Loss of expression of the death-associated
protein (
DAP)-kinase gene by aberrant promoter methylation may play an important role in
cancer development and progression. The purpose of this investigation was to determine the commonality for inactivation of the
DAP-kinase gene in
adenocarcinomas induced in mice by chronic exposure to mainstream cigarette
smoke, the tobacco
carcinogens 4-(methylnitrosamino)-1-(3-pyridyl)-1-butanone (NNK) and
vinyl carbamate, and the occupational
carcinogen methylene chloride. The timing for inactivation was also determined in alveolar
hyperplasias that arise in
lung cancer induced in the A/J mouse by NNK. The
DAP-kinase gene was not expressed in three of five NNK-induced lung
tumor-derived cell lines or in a spontaneously arising lung
tumor-derived cell line.

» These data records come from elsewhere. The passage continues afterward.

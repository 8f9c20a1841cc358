//! End-to-end runs.
//!
//! This module combines the [`crate::wiki_elem`] parser and the [`crate::output`] formatters into a single workflow.
//! It's useful for building functionality like the CLI's, but running it within-process.
//!
//! ## Example
//!
//! ```
//! # use hikifmt::run;
//!
//! // First, let's define a mocked I/O. Replace this with whatever you need.
//! #[derive(Default)]
//! struct MockIo {
//!     stdout: Vec<u8>,
//! }
//!
//! impl run::OsFacade for MockIo {
//!     fn read_stdin(&self) -> std::io::Result<String> {
//!         Ok("!Hello\n''world''".to_string())
//!     }
//!
//!     fn read_file(&self, path: &str) -> std::io::Result<String> {
//!         Err(std::io::Error::new(std::io::ErrorKind::NotFound, path))
//!     }
//!
//!     fn stdout(&mut self) -> impl std::io::Write {
//!         &mut self.stdout
//!     }
//!
//!     fn write_error(&mut self, err: run::Error) {
//!         eprintln!("{err}")
//!     }
//! }
//!
//! // Now, use it:
//! # fn main() -> Result<(), Box<dyn std::error::Error>> {
//!
//! // Define our "CLI" options. Use the defaults, but ask for Markdown.
//! let mut cli_options = run::RunOptions::default();
//! cli_options.output = run::OutputFormat::Markdown;
//!
//! let mut os_facade = MockIo::default();
//! let succeeded = run::run(&cli_options, &mut os_facade);
//! let stdout_text = String::from_utf8(os_facade.stdout)?;
//!
//! assert_eq!(succeeded, true);
//! assert_eq!(stdout_text, "# Hello\n\n_world_\n");
//! #
//! #     Ok(())
//! # }
//! ```
mod cli;
mod run_main;

pub use cli::*;
pub use run_main::*;
/// Each leaf becomes an `li`. A nested list goes inside the `li` of the leaf before it.
fn list(node: &BlockTree, fmt: &HtmlFormatter) -> Rendered {
    let tag = match node.block_kind() {
        Some(BlockKind::Enum) => "ol",
        _ => "ul",
    };
    let mut list = HtmlElement::block(tag);
    decorate(&mut list, &node.data.decorators);

    let mut current: Option<HtmlElement> = None;
    for child in &node.children {
        let rendered = fmt.visited_result(child.into())?;
        match child {
            Tree::Leaf(leaf) => {
                if let Some(done) = current.take() {
                    list.push(done.into_node());
                }
                let mut item = HtmlElement::line("li")
                    .attr_opt("id", leaf.data.node_id.as_deref())
                    .with_children(rendered);
                item.push(HtmlNode::text("\n"));
                current = Some(item);
            }
            Tree::Node(_) => current
                .get_or_insert_with(|| HtmlElement::line("li"))
                .children
                .extend(rendered),
        }
    }
    if let Some(done) = current {
        list.push(done.into_node());
    }
    Ok(vec![list.into_node()])
}

fn desc(node: &BlockTree, fmt: &HtmlFormatter) -> Rendered {
    let mut dl = HtmlElement::block("dl");
    decorate(&mut dl, &node.data.decorators);
    let entries = fmt.visit_all(ElemRef::Block(node).children())?;
    Ok(vec![dl.with_children(entries).into_node()])
}

/// `term:description` becomes a `dt` and a `dd`. An empty term gets no `dt`.
fn desc_entry(leaf: &BlockLeaf, fmt: &HtmlFormatter) -> Rendered {
    let Some(inline) = leaf.inline() else {
        return Ok(Vec::new());
    };
    let (term, description) = split_desc(inline);
    let mut out = Vec::with_capacity(2);
    if !term.is_empty() {
        out.push(HtmlElement::line("dt").with_children(fmt.visit_inlines(term)?).into_node());
    }
    if let Some(description) = description {
        let dd = HtmlElement::line("dd").with_children(fmt.visit_inlines(description)?);
        out.push(dd.into_node());
    }
    Ok(out)
}

fn verbatim(node: &BlockTree, fmt: &HtmlFormatter) -> Rendered {
    let mut pre = HtmlElement::block("pre");
    if let Some(lang) = &node.data.decorators.code_lang {
        pre.set_attr("class", format!("language-{lang}"));
    }
    decorate(&mut pre, &node.data.decorators);
    let lines = fmt.visit_all(ElemRef::Block(node).children())?;
    Ok(vec![pre.with_children(lines).into_node()])
}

Treatment with
5-aza-2'-deoxycytidine restored expression; dense methylation throughout the
DAP-kinase CpG island detected by
bisulfite sequencing supported methylation as the inactivating event in these cell lines. Methylation-specific PCR detected inactivation of the
DAP-kinase gene in 43% of
tumors associated with cigarette
smoke, a frequency similar to those reported in human
non-small cell lung cancer. In addition,
DAP-kinase methylation was detected in 52%, 60%, and 50% of
tumors associated with NNK,
vinyl carbamate, and
methylene chloride, respectively. Methylation was observed at similar prevalence in both NNK-induced
hyperplasias and
adenocarcinomas (46% versus 52%), suggesting that inactivation of this gene is one pathway for
tumor development in the mouse lung.
Bisulfite sequencing of both premalignant and malignant lesions revealed dense methylation, substantiating that this gene is functionally inactivated at the earliest histological stages of
adenocarcinoma development. This study is the first to use a murine model of cigarette
smoke-induced
lung cancer and demonstrate commonality for inactivation by promoter hypermethylation of a gene implicated in the development of this disease in humans.